____ Entries shown

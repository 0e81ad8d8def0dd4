//! [`Query`] definition.

pub mod bookings;
pub mod hotel;
pub mod hotels;
pub mod room;

use common::operations::{By, Select};
use tracerr::Traced;

use crate::{
    infra::{database, Database},
    Service,
};

/// [`Query`] of the [`Service`].
pub use common::Handler as Query;

/// [`Query`] [`Select`]ing a `T`ype from a [`Database`].
#[derive(Clone, Copy, Debug)]
#[expect(clippy::module_name_repetitions, reason = "more readable")]
pub struct DatabaseQuery<T>(T);

impl<W, B> DatabaseQuery<By<W, B>> {
    /// Creates a new [`DatabaseQuery`] selecting a `W` by the provided `B`.
    #[must_use]
    pub fn by(by: B) -> Self {
        Self(By::new(by))
    }
}

impl<Db, W, B> Query<DatabaseQuery<By<W, B>>> for Service<Db>
where
    Db: Database<Select<By<W, B>>, Ok = W, Err = Traced<database::Error>>,
{
    type Ok = W;
    type Err = Traced<database::Error>;

    async fn execute(
        &self,
        DatabaseQuery(by): DatabaseQuery<By<W, B>>,
    ) -> Result<Self::Ok, Self::Err> {
        self.database()
            .execute(Select(by))
            .await
            .map_err(tracerr::wrap!())
    }
}
//! [`Command`] for creating a [`Session`].

use common::{
    operations::{By, Select},
    DateTime,
};
use derive_more::{Display, Error, From};
use secrecy::{ExposeSecret, SecretBox};
use tracerr::Traced;

#[cfg(doc)]
use crate::domain::user::{session::Token, Email, Password};
use crate::{
    domain::{
        user::{self, session, Session},
        User,
    },
    infra::{database, Database},
    Service,
};

use super::Command;

/// [`Command`] for creating a [`Session`].
#[derive(Debug, From)]
pub enum CreateUserSession {
    /// Create a new [`Session`] by [`User`] credentials.
    ByCredentials {
        /// [`Email`] of a [`User`].
        email: user::Email,

        /// [`Password`] of a [`User`].
        password: SecretBox<user::Password>,
    },

    /// Create a new [`Session`] by [`User`] ID.
    ByUserId(user::Id),
}

/// Output of [`CreateUserSession`] [`Command`].
#[derive(Clone, Debug)]
pub struct Output {
    /// [`Token`] of the created [`Session`].
    pub token: session::Token,

    /// [`User`] whose [`Session`] has been created.
    pub user: User,

    /// [`DateTime`] when the [`Session`] expires.
    pub expires_at: session::ExpirationDateTime,
}

impl<Db> Command<CreateUserSession> for Service<Db>
where
    Db: Database<
            Select<By<Option<User>, user::Id>>,
            Ok = Option<User>,
            Err = Traced<database::Error>,
        > + for<'l> Database<
            Select<By<Option<User>, &'l user::Email>>,
            Ok = Option<User>,
            Err = Traced<database::Error>,
        >,
{
    type Ok = Output;
    type Err = Traced<ExecutionError>;

    async fn execute(
        &self,
        cmd: CreateUserSession,
    ) -> Result<Self::Ok, Self::Err> {
        use CreateUserSession as Cmd;
        use ExecutionError as E;

        let user = match cmd {
            Cmd::ByCredentials { email, password } => {
                let user = self
                    .database()
                    .execute(Select(By::new(&email)))
                    .await
                    .map_err(tracerr::map_from_and_wrap!(=> E))?
                    .ok_or(E::WrongCredentials)
                    .map_err(tracerr::wrap!())?;

                if !user.password_hash.matches(password.expose_secret()) {
                    return Err(tracerr::new!(E::WrongCredentials));
                }

                user
            }
            Cmd::ByUserId(user_id) => self
                .database()
                .execute(Select(By::new(user_id)))
                .await
                .map_err(tracerr::map_from_and_wrap!(=> E))?
                .ok_or(E::UserNotExists(user_id))
                .map_err(tracerr::wrap!())?,
        };

        let expires_at = (DateTime::now() + self.config().session_ttl).coerce();
        let token = jsonwebtoken::encode::<Session>(
            &jsonwebtoken::Header::default(),
            &Session {
                user_id: user.id,
                role: user.role,
                expires_at,
            },
            &self.config().jwt_encoding_key,
        )
        .map_err(tracerr::from_and_wrap!(=> E))?;

        // SAFETY: `jsonwebtoken::encode` always returns a valid
        //         `session::Token`.
        #[expect(unsafe_code, reason = "invariants are preserved")]
        let token = unsafe { session::Token::new_unchecked(token) };

        Ok(Output {
            token,
            user,
            expires_at,
        })
    }
}

/// Error of [`CreateUserSession`] [`Command`] execution.
#[derive(Debug, Display, Error, From)]
pub enum ExecutionError {
    /// [`Database`] error.
    #[display("`Database` operation failed: {_0}")]
    Db(database::Error),

    /// [`jsonwebtoken`] encoding error.
    #[display("Failed to encode a JSON Web Token: {_0}")]
    JsonWebTokenEncodeError(jsonwebtoken::errors::Error),

    /// [`User`] with the provided ID does not exist.
    #[display("`User(id: {_0})` does not exist")]
    #[from(ignore)]
    UserNotExists(#[error(not(source))] user::Id),

    /// [`CreateUserSession::ByCredentials`] contains wrong credentials.
    #[display("Wrong `User` credentials")]
    WrongCredentials,
}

________

**Task requirements**
Search the data for "Service". Copy every matching line.

**Exercise solution**
    Service,
/// [`Query`] of the [`Service`].
impl<Db, W, B> Query<DatabaseQuery<By<W, B>>> for Service<Db>
    Service,
impl<Db> Command<CreateUserSession> for Service<Db>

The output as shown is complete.